Everyone's talking about AI, but let's posit that today's coding models are as good as a SDE on the performance/experience distribution, maybe in the lower quartile, but can we also posit that this will improve and over time the coding models equal and then better the median software engineer? It's not like SDE's are not also churning out poor quality code "it worked for me", "what tests?" "O(what?)", etc, we've all worked with them.
The difference is that over the years while tooling and process have dramatically improved, SDE's have not improved much, junior engineers still make the same mistakes. The assumption is that (not yet proven, but the whole bubble is based on this) that models will continue to improve - eventually leaving behind human SDEs (or other domain people, lawyers, doctors, etc) - if this happens these arguments I keep seeing on HN about AI slop will all be moot.

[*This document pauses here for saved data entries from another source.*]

//! Controller configuration.
//!
//! Every field has a default, so an empty JSON object is a valid config:
//!
//! ```json
//! { "password_limit": 3, "tick_interval_ms": 1000, "queue_capacity": 64 }
//! ```

use std::path::Path;
use std::time::Duration;

use serde::{Deserialize, Serialize};

use crate::error::{KioskError, Result};

pub const DEFAULT_PASSWORD_LIMIT: u32 = 3;
pub const DEFAULT_TICK_INTERVAL_MS: u64 = 1_000;
pub const DEFAULT_QUEUE_CAPACITY: usize = 64;

#[derive(Debug, Clone, PartialEq, Eq, Serialize, Deserialize)]
#[serde(default, deny_unknown_fields)]
pub struct ControllerConfig {
    /// Password attempts allowed per challenge.
    pub password_limit: u32,
    /// Session timer period in milliseconds.
    pub tick_interval_ms: u64,
    /// Capacity of the dispatcher queue.
    pub queue_capacity: usize,
    /// Log the user out locally when the countdown reaches zero. Off by
    /// default: the backend sends its own TIMEOUT.
    pub logout_on_expiry: bool,
}

impl Default for ControllerConfig {
    fn default() -> Self {
        Self {
            password_limit: DEFAULT_PASSWORD_LIMIT,
            tick_interval_ms: DEFAULT_TICK_INTERVAL_MS,
            queue_capacity: DEFAULT_QUEUE_CAPACITY,
            logout_on_expiry: false,
        }
    }
}

impl ControllerConfig {
    /// Load and validate a JSON config file.
    pub fn load(path: impl AsRef<Path>) -> Result<Self> {
        let raw = std::fs::read_to_string(path.as_ref())?;
        Self::from_json(&raw)
    }

    pub fn from_json(raw: &str) -> Result<Self> {
        let config: Self = serde_json::from_str(raw)?;
        config.validate()?;
        Ok(config)
    }

    pub fn with_password_limit(mut self, limit: u32) -> Self {
        self.password_limit = limit;
        self
    }

    pub fn with_tick_interval(mut self, interval: Duration) -> Self {
        self.tick_interval_ms = u64::try_from(interval.as_millis()).unwrap_or(u64::MAX);
        self
    }

    pub fn with_queue_capacity(mut self, capacity: usize) -> Self {
        self.queue_capacity = capacity;
        self
    }

    pub fn with_logout_on_expiry(mut self, enabled: bool) -> Self {
        self.logout_on_expiry = enabled;
        self
    }

    pub fn tick_interval(&self) -> Duration {
        Duration::from_millis(self.tick_interval_ms)
    }

    pub fn validate(&self) -> Result<()> {
        if self.password_limit == 0 {
            return Err(KioskError::Config("password_limit must be at least 1".into()));
        }
        if self.tick_interval_ms == 0 {
            return Err(KioskError::Config("tick_interval_ms must be positive".into()));
        }
        if self.queue_capacity == 0 {
            return Err(KioskError::Config("queue_capacity must be positive".into()));
        }
        Ok(())
    }
}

Assuming AI continues to improve, the cost and speed of software development will dramatically drop. I saw a comment yesterday that predicted that AI will just plateau and everyone will go back to vim and Makefiles (paraphrasing).
Maybe, I don't know, but all these people saying AI is slop, Ra Ra Humans is just wishful thinking. Let's admit it, we don't know how it will play out. There's people like Dario and Sam who naturally are cheerleading for AI, then there's the HN collective who hate every new release of MacOS and every AI model, just on principle! I understand the fear, anyone who's ever read Flora Thompson's Lark Rise to Candleford will see the parallels, things are changing, AI is the plough, the railway, the transistor...
I'm tired on the debate, my experience is that AI (Gemini for me) is awesome, we all have gaps in our knowledge/skills (but not Gemini), AI helps hardcore backend engineers throw together a Gradio demo in minutes to make their point, helps junior devs review their code before making a PR, helps Product put together presentations. I could go on and on, those that don't see value in AI are doing it wrong.
As Taylor Swift said "It's me, hi, I'm the problem, it's me" - take that to heart and learn to leverage the tools, stop whining please, it's embarrassing to the whole software industry.